At three shots a piece, you are probably right, although there have been plenty of people to survive being shot with with three full metal jacketed 9mm bullets, given that no vital organs or arteries were hit and that the victim could be brought to an emergency room sufficiently quickly. A plain old lead slug is more like a hollow point than a full metal jacketed bullet to the best of my knowledge, in terms of what it does to flesh.
We don’t know how many rounds the killer actually fired, and probably will never be told. So the idea that the average victim was shot three times should be treated as anecdotal at this point.
But assuming that the “average” victim was indeed shot three times, given that about as many people shot survived as those that died, I would guess that the shooter was not using hollow point bullets. Initially I thought he was, but the reports about people being shot three times made me change my mind.
The reason I bring all this up is that civilians having access to hollow point bullets should be controversial. They are banned in Germany, for example. So the news media should report what kind of bullet the shooter was using.
they will report the type of ammo. the gun shop has been identified. the number of shots fired will be known as the details are revealed. Americans love their gory minutia.
“metal jackets” implies a lead slug with a harder metal jacket to improve penetration in my understanding. Telfon coatings were the pinnacle in order to penetrate protection vests hence the term “cop killers”. The typical bullet I grew up using was just a lead slug that was soft enough to deform quickly and deliver the entire force to the animal (no through and through).

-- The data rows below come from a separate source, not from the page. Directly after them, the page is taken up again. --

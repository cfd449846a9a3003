// SPDX-License-Identifier: MIT
// Copyright (c) 2026 Alfred Jean LLC

//! JSON output formatter.
//!
//! JSON is buffered and written at the end (not streamed).

use std::io::Write;

use chrono::Utc;
use serde::Serialize;

use crate::pattern::{Pattern, ShiftTable};
use crate::pattern::shift_table::ShiftEntry;
use crate::runner::{FileReport, ScanOutput};

/// Shift table for JSON output.
#[derive(Debug, Serialize)]
pub struct TableOutput<'a> {
    pub pattern: &'a str,
    pub default_shift: usize,
    pub overrides: Vec<ShiftEntry>,
    /// All 52 shifts in alphabet index order (a-z, then A-Z).
    pub shifts: &'a [usize],
}

impl<'a> TableOutput<'a> {
    pub fn new(pattern: &'a Pattern, table: &'a ShiftTable) -> Self {
        Self {
            pattern: pattern.as_str(),
            default_shift: table.default_shift(),
            overrides: table.overrides(),
            shifts: table.as_slice(),
        }
    }
}

/// Scan output with an optional shift table.
#[derive(Debug, Serialize)]
struct CombinedOutput<'a> {
    timestamp: &'a str,
    pattern: &'a str,
    matched: bool,
    total_texts: usize,
    total_matches: usize,
    files: &'a [FileReport],
    #[serde(skip_serializing_if = "Option::is_none")]
    table: Option<TableOutput<'a>>,
}

/// JSON output formatter.
pub struct JsonFormatter<W: Write> {
    writer: W,
}

impl<W: Write> JsonFormatter<W> {
    /// Create a new JSON formatter.
    pub fn new(writer: W) -> Self {
        Self { writer }
    }

    /// Write the complete scan output.
    pub fn write(&mut self, output: &ScanOutput) -> std::io::Result<()> {
        self.write_with_table(output, None)
    }

    /// Write scan output, embedding the shift table when given.
    pub fn write_with_table(
        &mut self,
        output: &ScanOutput,
        table: Option<TableOutput<'_>>,
    ) -> std::io::Result<()> {
        let combined = CombinedOutput {
            timestamp: &output.timestamp,
            pattern: &output.pattern,
            matched: output.has_matches(),
            total_texts: output.total_texts,
            total_matches: output.total_matches,
            files: &output.files,
            table,
        };
        let json = serde_json::to_string_pretty(&combined).map_err(std::io::Error::other)?;
        writeln!(self.writer, "{}", json)
    }

    /// Write a shift table on its own.
    pub fn write_table(&mut self, table: &TableOutput<'_>) -> std::io::Result<()> {
        let json = serde_json::to_string_pretty(table).map_err(std::io::Error::other)?;
        writeln!(self.writer, "{}", json)
    }

    pub fn into_inner(self) -> W {
        self.writer
    }
}

/// Create ScanOutput with current timestamp.
pub fn create_output(pattern: &Pattern, files: Vec<FileReport>) -> ScanOutput {
    ScanOutput::new(
        Utc::now().to_rfc3339_opts(chrono::SecondsFormat::Secs, true),
        pattern.as_str().to_string(),
        files,
    )
}

#[cfg(test)]
#[path = "json_tests.rs"]
mod tests;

Anyone crazy enough to plan to kill 30 people could easily take a hand drill and make regular slugs into hollow points. but agree that there is no point in selling them except maybe for 22 rimfire for very small game (rats, squirrels etc).
FWIW I haven’t owned a gun in 25+ years so could be very out of date.
Wikipedia has a good entry on full metal jacket bullets. The point is not just to improve penetration. The Hague Convention of 1899 prohibits the use of expanding bullets by the military. My recollection is that the main force behind the ban was Alexander III of Russia, who thought that the use of hollow points in war was inhumane, since they don’t give wounded soldiers much of a chance of surviving.
The most popular cartridge for pistols today is the 9mm Parabellum, and that was full metal jacket from the very start (1902), because it was designed together with the pistol of the same name (also known as the Luger), which was a military weapon.
Police use hollow points so that the rounds they fire do not exit whom they were shooting to enter someone else.
re-read that wiki article. It basically supports everything I said if you read it all. You are focusing on military applications when over-the-counter weapons/ammo are designed for hunter/sportsman/target shooters. FMJ is for military purposes; plain lead slugs and hollow points are for hunting where you want things to die ASAP and not have slugs penetrate without much deformation and therefore risk through and through penetrations and collateral damage.
and this really is a pointless discussion which was my original contention. If someone is prepared to shoot 100 bullets at people trapped in small classrooms — fish in a barrel — it doesn’t matter a rats ass what sort of ammo is in play.
Moreover, any crazy person can turn ordinary ammo into a hollow point with a hand drill. Jacketed slugs are almost as bad as hollow points for civilian use. You don’t want a slug punching a hole through several walls before they stop giving us the drive by collateral deaths of people cowering in their houses while the homies shoot it out in the street. Guns are dangerous. People owning them should be licensed same as auto drivers with a similar schedule for re-proving their competence. Rules should be tougher for hand guns and psuedo-military rifles than long guns designed for real hunting purposes. We have to convince Joe-Bob Gunrack it’s in his best interest to help the rest of us avoid crime.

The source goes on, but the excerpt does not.